The potential of the connected car means its development isn’t being left to car companies. Rumors about Apple’s electric car project, code-named Titan, have enough substance to fill a Wikipedia page. Google’s self-driving car project is no secret. Deloitte’s consumer research suggests the next generation of drivers want their cars to act as “smartphones on wheels.” Deloitte adds that as software companies get in the business of making cars, auto companies are building their own proprietary platforms and working to ensure that cars don’t become “commodity devices secondary to the software they run.”

As technology and car companies compete to develop the connected cars of the future, the consumer benefits from faster advances and innovation. Still, there’s a long way to go.

The jobs that lay ahead for connected car developers are tasks such as basic acquiring and analyzing the reams of data streaming off them, which Wright noted during his Analyst Day appearance is currently both physically and financially impossible. There’s also the complex work of prioritizing and acting on the data that needs to be reacted to in real-time, an essential task for an autonomous vehicle that is, for instance, driving on a dark country road in the same place a deer might suddenly cross.

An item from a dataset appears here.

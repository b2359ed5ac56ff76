// Endpoint handlers

pub mod asset;
pub mod landing;
pub mod relay;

As companies develop solutions, there is no doubt that one ingredient will be essential: high-performance, secure, fast interconnection wherever the driver of a connected car choses to go.

Connected to the Edge

Traditional IT architectures, fixed and siloed within the confines of a corporate data center, are not built to handle fleets of connected vehicles. Companies developing connected cars must be assured that they can access superior connectivity right out at the network’s edge, as it’s constantly being shaped and redefined by its vehicles. It’s not just a matter of user satisfaction – it’s about user safety.

They need an interconnected IT architecture that’s as agile and mobile as their end users, enabling them to get access to whoever and whatever information they need, from anywhere and any device.

Equinix’s Interconnection Oriented Architecture (IOA) is a proven, repeatable engagement model that provides a blueprint for companies to directly and securely connect people, locations, clouds and data at the edge. On a future highway, the high-performance connectivity that an IOA can deliver may be just as important as high-performance tires.